6.5 Data Description

There are 1146 annotations in the corpus, 982 of which are fully annotated logograms. The rest of the annotations are marked using the exclude flag, most of them being long transcriptions of polysyllabic signs rather than single logograms. These have been split into two (or more) independent logograms, but the original annotations are also included for reference. Some other transcriptions, marked with the flag problem, present some kind of graphical or representational problem, which has led us to exclude them for now from annotation, but are kept in the corpus.

Within the 982 fully annotated logograms, 6060 different graphemes can be found. Of these, 330 belong to the HEAD class, 1047 to DIAC, 1649 to HAND, 1369 to ARRO, 1292 to STEM and 373 to ARC. In Table 6.3, these numbers can be compared to the number of different SHAPEs that can be found for each CLASS. As can be seen, the proportions are very different, meaning that some classes, like ARRO or DIAC have only a few different possible grapheme SHAPEs but are abundantly represented in the data, while other classes like HAND or ARC are less abundant compared to the variability within the class.

Tab. 6.3 − Counts of observations in the corpus by CLASS. Unique observations refer to those which share the same set of features. The rate of occurrence is the number of observations divided by the total number of logograms, measuring how likely a grapheme class is to appear in a logogram.
CLASS Graphemes Unique Observations SHAPEs Appearance Rate
HAND 1649 560 72 1.68
ARRO 1369 23 3 1.39
STEM 1292 15 2 1.32
DIAC 1047 19 19 1.07
ARC 373 37 6 0.38
HEAD 330 20 20 0.34
total 6060 674 122 6.17

Examining the rate of appearance of grapheme classes per logogram, we can also make some interesting observations. The average amount of graphemes per logogram is about 6, 1.68 of which are hands. Unfortunately, we cannot distinguish between bimanual signs and transcriptions where a transformation in handshape is encoded, but further, semantic annotation would make this clear. Easier to compute is the complexity of movement paths. Since most movements are marked with an arrow head, the ratio of segments (STEM and ARC) to arrow heads (ARRO) can give us an approximate measure of the mean number of segments for paths: \(\frac{1292+373}{1369} \approx 1.22\). This means that most movement markers are simple, with just one stem segment, but a non-trivial amount (approximately one every five) is more complex, having two or more segments.

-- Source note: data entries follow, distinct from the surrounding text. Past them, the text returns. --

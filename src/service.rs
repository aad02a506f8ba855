//! Fragment lifecycle service: create, read, update, delete.
//!
//! Orchestrates the fragment entity and the storage gateway, enforcing the
//! entity invariants on every mutation. Each operation is presented as atomic
//! even though it issues two sequential writes (metadata, then data); the
//! window between them is bounded on the read side, where metadata without
//! data surfaces as a storage error rather than an empty payload.

use bytes::Bytes;

use crate::error::{Error, Result};
use crate::ids::{FragmentId, OwnerId};
use crate::model::Fragment;
use crate::storage::StorageGateway;

/// Listing projection: bare IDs, or full metadata when expanded.
#[derive(Debug)]
pub enum Listing {
    Ids(Vec<FragmentId>),
    Full(Vec<Fragment>),
}

/// High-level fragment operations over the storage gateway.
#[derive(Clone)]
pub struct FragmentService {
    gateway: StorageGateway,
}

impl FragmentService {
    pub fn new(gateway: StorageGateway) -> Self {
        Self { gateway }
    }

    /// Create a fragment from a validated type and payload.
    ///
    /// The size is always computed from the payload, never supplied by the
    /// caller.
    pub async fn create(
        &self,
        owner: OwnerId,
        content_type: &str,
        data: Bytes,
    ) -> Result<Fragment> {
        let fragment = Fragment::new(owner.clone(), content_type, data.len() as u64)?;

        self.gateway.write_metadata(&fragment).await?;
        self.gateway.write_data(&owner, fragment.id(), data).await?;

        tracing::debug!(
            owner = %owner,
            id = %fragment.id(),
            content_type = fragment.type_str(),
            size = fragment.size(),
            "Fragment created"
        );
        Ok(fragment)
    }

    /// Fetch a fragment's metadata.
    pub async fn get(&self, owner: &OwnerId, id: FragmentId) -> Result<Fragment> {
        self.gateway
            .read_metadata(owner, id)
            .await?
            .ok_or_else(|| Error::not_found(id))
    }

    /// Fetch a fragment's metadata together with its payload.
    ///
    /// A fragment that has metadata but no payload is half-written state and
    /// surfaces as a storage error, never as an empty body.
    pub async fn get_data(&self, owner: &OwnerId, id: FragmentId) -> Result<(Fragment, Bytes)> {
        let fragment = self.get(owner, id).await?;
        let data = self
            .gateway
            .read_data(owner, id)
            .await?
            .ok_or_else(|| Error::storage(format!("fragment {id} has metadata but no payload")))?;
        Ok((fragment, data))
    }

    /// List an owner's fragments, as IDs or full metadata records.
    pub async fn list(&self, owner: &OwnerId, expand: bool) -> Result<Listing> {
        if expand {
            Ok(Listing::Full(self.gateway.list_records(owner).await?))
        } else {
            Ok(Listing::Ids(self.gateway.list_ids(owner).await?))
        }
    }

    /// Replace a fragment's payload.
    ///
    /// The declared type must equal the stored type exactly; type changes are
    /// never permitted on an existing fragment. When `expected_version` is
    /// given, the replace fails with a conflict if another write has landed
    /// since that version was read.
    pub async fn replace(
        &self,
        owner: &OwnerId,
        id: FragmentId,
        data: Bytes,
        declared_type: &str,
        expected_version: Option<u64>,
    ) -> Result<Fragment> {
        let mut fragment = self.get(owner, id).await?;

        if fragment.type_str() != declared_type {
            return Err(Error::TypeMismatch {
                stored: fragment.type_str().to_string(),
                declared: declared_type.to_string(),
            });
        }

        if let Some(expected) = expected_version {
            if expected != fragment.version() {
                return Err(Error::Conflict {
                    expected,
                    current: fragment.version(),
                });
            }
        }

        fragment.record_write(data.len() as u64);
        self.gateway.write_metadata(&fragment).await?;
        self.gateway.write_data(owner, id, data).await?;

        tracing::debug!(
            owner = %owner,
            id = %id,
            size = fragment.size(),
            version = fragment.version(),
            "Fragment replaced"
        );
        Ok(fragment)
    }

    /// Delete a fragment's metadata and payload.
    ///
    /// Deleting an id the owner does not have is always NotFound.
    pub async fn delete(&self, owner: &OwnerId, id: FragmentId) -> Result<()> {
        if !self.gateway.delete(owner, id).await? {
            return Err(Error::not_found(id));
        }
        tracing::debug!(owner = %owner, id = %id, "Fragment deleted");
        Ok(())
    }
}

If we examine the distribution of tag combinations, however, we can see a very skewed distribution, as is depicted in Figure 6.8. Some graphemes are very common, while many combinations are rare, forming a very long tail of infrequent graphemes. This also happens if we just look at the SHAPE feature, and across classes, as can be seen in Figure 6.9.

Distribution of unique tag combinations in the corpus. The most common 80 are arranged in the horizontal axis (not labeled for clarity), while the vertical axis represents the number of times that unique combination appears in the corpus. The bars are also color-coded by CLASS. The plot would extend to the right more than 6 times, making the long tail even longer and thinner.
Fig. 6.8 − Distribution of unique tag combinations in the corpus. The most common 80 are arranged in the horizontal axis (not labeled for clarity), while the vertical axis represents the number of times that unique combination appears in the corpus. The bars are also color-coded by CLASS. The plot would extend to the right more than 6 times, making the long tail even longer and thinner.
Distribution of shapes for some classes. The horizontal axis represents the shapes (not labeled for clarity), the vertical axis is the number of times that shape appears in the corpus. The most common CLASS is labeled near its bar for reference.
Fig. 6.9 − Distribution of shapes for some classes. The horizontal axis represents the shapes (not labeled for clarity), the vertical axis is the number of times that shape appears in the corpus. The most common CLASS is labeled near its bar for reference.

Since this is not a corpus of real utterances or texts, but rather a vocabulary, conclusions cannot be directly inferred about the frequency of elements in SignWriting in use. However, we can make observations across the vocabulary of the transcribed sign language, seeing that some particular gestures (understood in the broad linguistic sense) are much more common than others. For example, the “touch” grapheme is extremely common, as well as the PICAM- hand shape —fingers extended but together, which acts as the “flat” object descriptor in LSE (top left in Table 6.1).